DHS Said It Was Targeting the 'Worst of the Worst' in Maine. It Swept Up Asylum Seekers and Noncriminals.
News outlets, civil rights groups, and court records tell a much different story than the government's claims about "Operation Catch of the Day."
In the aftermath of a surge of federal immigration officers to Maine by the Department of Homeland Security (DHS), civil rights groups and local media say the federal government mostly swept up people without criminal records, such as asylum seekers, not the "worst of the worst" that the DHS said it was targeting.

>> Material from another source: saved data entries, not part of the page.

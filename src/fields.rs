//! Enumerations and field types for board tasks.
//!
//! Priorities are stored as plain text in the board document. Decoding is
//! deliberately lenient so that hand-edited or older files never fail to load
//! because of an unexpected priority label.

use std::fmt;

use clap::ValueEnum;
use serde::{Deserialize, Serialize};

/// How pressing a task is.
#[derive(Debug, Clone, Copy, Default, Serialize, Deserialize, ValueEnum, PartialEq, Eq, Hash)]
#[serde(from = "String")]
pub enum Priority {
    Low,
    #[default]
    Medium,
    High,
}

impl Priority {
    /// All priorities in ascending order, as offered by selectors.
    pub const ALL: [Priority; 3] = [Priority::Low, Priority::Medium, Priority::High];

    /// Display label, identical to the stored text.
    pub fn label(self) -> &'static str {
        match self {
            Priority::Low => "Low",
            Priority::Medium => "Medium",
            Priority::High => "High",
        }
    }

    /// Parse stored or typed text. Returns `None` for unknown labels.
    pub fn parse(s: &str) -> Option<Priority> {
        match s.trim().to_lowercase().as_str() {
            "low" | "baja" => Some(Priority::Low),
            "medium" | "media" => Some(Priority::Medium),
            "high" | "alta" => Some(Priority::High),
            _ => None,
        }
    }
}

impl From<String> for Priority {
    fn from(s: String) -> Self {
        Priority::parse(&s).unwrap_or_default()
    }
}

impl fmt::Display for Priority {
    fn fmt(&self, f: &mut fmt::Formatter<'_>) -> fmt::Result {
        f.write_str(self.label())
    }
}

#[cfg(test)]
mod tests {
    use super::*;

    #[test]
    fn test_priority_parse_is_case_insensitive() {
        assert_eq!(Priority::parse("HIGH"), Some(Priority::High));
        assert_eq!(Priority::parse(" low "), Some(Priority::Low));
        assert_eq!(Priority::parse("Alta"), Some(Priority::High));
        assert_eq!(Priority::parse("urgent"), None);
    }

    #[test]
    fn test_priority_stored_as_text() {
        let json = serde_json::to_string(&Priority::High).unwrap();
        assert_eq!(json, "\"High\"");
        let back: Priority = serde_json::from_str("\"Media\"").unwrap();
        assert_eq!(back, Priority::Medium);
    }

    #[test]
    fn test_unknown_priority_defaults_to_medium() {
        let p: Priority = serde_json::from_str("\"whenever\"").unwrap();
        assert_eq!(p, Priority::Medium);
    }
}
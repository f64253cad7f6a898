//! Configuration for the `tb` binary.
//!
//! Layered with the following priority (highest first):
//! 1. CLI arguments (and their environment fallbacks)
//! 2. TOML config file (`<config dir>/taskboard/config.toml`)
//! 3. Compiled defaults
//!
//! A missing default config file is not an error. An explicit `--config` path
//! that cannot be read is.

use std::path::{Path, PathBuf};
use std::time::Duration;

use crate::board::{DEFAULT_COLUMNS, DONE_COLUMN};
use crate::cli::Cli;
use crate::task::DEFAULT_OWNER;

/// Errors that can occur when loading configuration.
#[derive(Debug, thiserror::Error)]
pub enum ConfigError {
    #[error("failed to read config file {path}: {source}")]
    ReadFile {
        path: PathBuf,
        source: std::io::Error,
    },

    #[error("failed to parse config file: {0}")]
    ParseToml(#[from] toml::de::Error),
}

/// Top-level TOML config file structure.
#[derive(Debug, Default, serde::Deserialize)]
#[serde(default)]
struct ConfigFile {
    storage: StorageFileConfig,
    board: BoardFileConfig,
    ui: UiFileConfig,
    log: LogFileConfig,
}

#[derive(Debug, Default, serde::Deserialize)]
#[serde(default)]
struct StorageFileConfig {
    data_file: Option<PathBuf>,
    autosave: Option<bool>,
}

#[derive(Debug, Default, serde::Deserialize)]
#[serde(default)]
struct BoardFileConfig {
    columns: Option<Vec<String>>,
    done_column: Option<String>,
    default_owner: Option<String>,
}

#[derive(Debug, Default, serde::Deserialize)]
#[serde(default)]
struct UiFileConfig {
    poll_timeout_ms: Option<u64>,
}

#[derive(Debug, Default, serde::Deserialize)]
#[serde(default)]
struct LogFileConfig {
    level: Option<String>,
    file: Option<PathBuf>,
}

/// Fully resolved configuration.
#[derive(Debug, Clone, PartialEq)]
pub struct Config {
    /// Board document location.
    pub data_file: PathBuf,
    /// Save after every change instead of only on exit.
    pub autosave: bool,
    /// Columns created when a board is opened, in order.
    pub columns: Vec<String>,
    /// Column counted as completed.
    pub done_column: String,
    /// Owner given to new tasks.
    pub default_owner: String,
    /// Event poll interval of the board view.
    pub poll_timeout: Duration,
    /// `tracing` filter directive.
    pub log_level: String,
    /// Log destination; the TUI owns stdout.
    pub log_file: PathBuf,
}

impl Default for Config {
    fn default() -> Self {
        Self {
            data_file: default_data_file(),
            autosave: false,
            columns: DEFAULT_COLUMNS.iter().map(|c| c.to_string()).collect(),
            done_column: DONE_COLUMN.to_string(),
            default_owner: DEFAULT_OWNER.to_string(),
            poll_timeout: Duration::from_millis(50),
            log_level: "info".to_string(),
            log_file: std::env::temp_dir().join("taskboard.log"),
        }
    }
}

impl Config {
    /// Merge CLI arguments with the config file and defaults.
    pub fn load(cli: &Cli) -> Result<Self, ConfigError> {
        let file = load_config_file(cli.config.as_deref())?;
        Ok(Self::resolve(cli, file))
    }

    fn resolve(cli: &Cli, file: ConfigFile) -> Self {
        let defaults = Self::default();

        Self {
            data_file: cli
                .db
                .clone()
                .or(file.storage.data_file.map(|p| expand_home(&p)))
                .unwrap_or(defaults.data_file),
            autosave: cli.autosave || file.storage.autosave.unwrap_or(defaults.autosave),
            columns: file
                .board
                .columns
                .filter(|c| !c.is_empty())
                .unwrap_or(defaults.columns),
            done_column: file.board.done_column.unwrap_or(defaults.done_column),
            default_owner: file.board.default_owner.unwrap_or(defaults.default_owner),
            poll_timeout: file
                .ui
                .poll_timeout_ms
                .map_or(defaults.poll_timeout, Duration::from_millis),
            log_level: cli
                .log_level
                .clone()
                .or(file.log.level)
                .unwrap_or(defaults.log_level),
            log_file: cli
                .log_file
                .clone()
                .or(file.log.file.map(|p| expand_home(&p)))
                .unwrap_or(defaults.log_file),
        }
    }
}

/// `~/.taskboard/board.json`, or `./board.json` without a home directory.
fn default_data_file() -> PathBuf {
    dirs::home_dir()
        .map(|h| h.join(".taskboard"))
        .unwrap_or_else(|| PathBuf::from("."))
        .join("board.json")
}

fn default_config_path() -> Option<PathBuf> {
    dirs::config_dir().map(|d| d.join("taskboard").join("config.toml"))
}

fn load_config_file(explicit: Option<&Path>) -> Result<ConfigFile, ConfigError> {
    let (path, required) = match explicit {
        Some(p) => (p.to_path_buf(), true),
        None => match default_config_path() {
            Some(p) => (p, false),
            None => return Ok(ConfigFile::default()),
        },
    };

    match std::fs::read_to_string(&path) {
        Ok(text) => Ok(toml::from_str(&text)?),
        Err(e) if !required && e.kind() == std::io::ErrorKind::NotFound => Ok(ConfigFile::default()),
        Err(source) => Err(ConfigError::ReadFile { path, source }),
    }
}

fn expand_home(path: &Path) -> PathBuf {
    match (path.strip_prefix("~"), dirs::home_dir()) {
        (Ok(rest), Some(home)) => home.join(rest),
        _ => path.to_path_buf(),
    }
}
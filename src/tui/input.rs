//! Single-line text input used by dialogs and the filter bar.

/// A text input with a cursor measured in characters, not bytes.
#[derive(Clone, Debug, Default)]
pub struct InputField {
    pub value: String,
    pub cursor: usize,
    pub active: bool,
}

impl InputField {
    pub fn new() -> Self {
        Self::default()
    }

    /// Field pre-filled with `value`, cursor at the end.
    pub fn with_value(value: &str) -> Self {
        Self {
            value: value.to_string(),
            cursor: value.chars().count(),
            active: false,
        }
    }

    fn byte_index(&self, char_idx: usize) -> usize {
        self.value
            .char_indices()
            .nth(char_idx)
            .map_or(self.value.len(), |(i, _)| i)
    }

    fn char_len(&self) -> usize {
        self.value.chars().count()
    }

    pub fn handle_char(&mut self, c: char) {
        let at = self.byte_index(self.cursor);
        self.value.insert(at, c);
        self.cursor += 1;
    }

    /// Delete the character before the cursor.
    pub fn handle_backspace(&mut self) {
        if self.cursor > 0 {
            self.cursor -= 1;
            let at = self.byte_index(self.cursor);
            self.value.remove(at);
        }
    }

    /// Delete the character under the cursor.
    pub fn handle_delete(&mut self) {
        if self.cursor < self.char_len() {
            let at = self.byte_index(self.cursor);
            self.value.remove(at);
        }
    }

    pub fn move_cursor_left(&mut self) {
        self.cursor = self.cursor.saturating_sub(1);
    }

    pub fn move_cursor_right(&mut self) {
        if self.cursor < self.char_len() {
            self.cursor += 1;
        }
    }

    pub fn move_home(&mut self) {
        self.cursor = 0;
    }

    pub fn move_end(&mut self) {
        self.cursor = self.char_len();
    }

    pub fn clear(&mut self) {
        self.value.clear();
        self.cursor = 0;
    }

    /// Value with a block cursor drawn in, for rendering the active field.
    pub fn display_with_cursor(&self) -> String {
        if !self.active {
            return self.value.clone();
        }
        let at = self.byte_index(self.cursor);
        format!("{}█{}", &self.value[..at], &self.value[at..])
    }
}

On January 21, the DHS announced "Operation Catch of the Day," an immigration enforcement surge across Maine "targeting the worst of the worst criminal illegal aliens who have terrorized communities." But like in other parts of the country that the DHS has flooded with Border Patrol and Immigrations and Customs Enforcement (ICE) officers, records show relatively few undocumented immigrants with criminal records being arrested. Instead, ICE swept up people who already had or were seeking legal status in the country through the federal immigration system.
For example, the Bangor Daily News on Monday identified 67 people detained by federal agents during "Operation Catch of the Day" using court records, press releases, and local news reports. Of those, 58 had no identifiable criminal record. Two-thirds were already in contact with the federal immigration system. That group includes asylum seekers, those granted temporary legal status or work authorizations, and those doing routine check-ins at ICE field offices, such as Yanick Joao Carneiro, an Angolan asylum-seeker who had a scheduled immigration court hearing in 2027.
The Trump administration's mass deportation program has produced similar results nationwide. CBS News reported Monday that, according to an internal DHS document, less than 14 percent of the nearly 400,000 immigrants arrested by ICE during the first year of President Donald Trump's second term had charges or convictions for violent criminal offenses.
In press releases, DHS said it arrested 206 people during the Maine operation, but it has only named 10 of them.
"Even by [the DHS'] own press releases, it didn't seem like they were able to actually find many people with criminal records," Max Brooks, a staff attorney at the American Civil Liberties Union (ACLU) of Maine, tells Reason. "The pattern of arrests that we and our partners saw was a lot of people just kind of 'driving while brown' and being pulled over, and then with seemingly no rhyme or reason being detained."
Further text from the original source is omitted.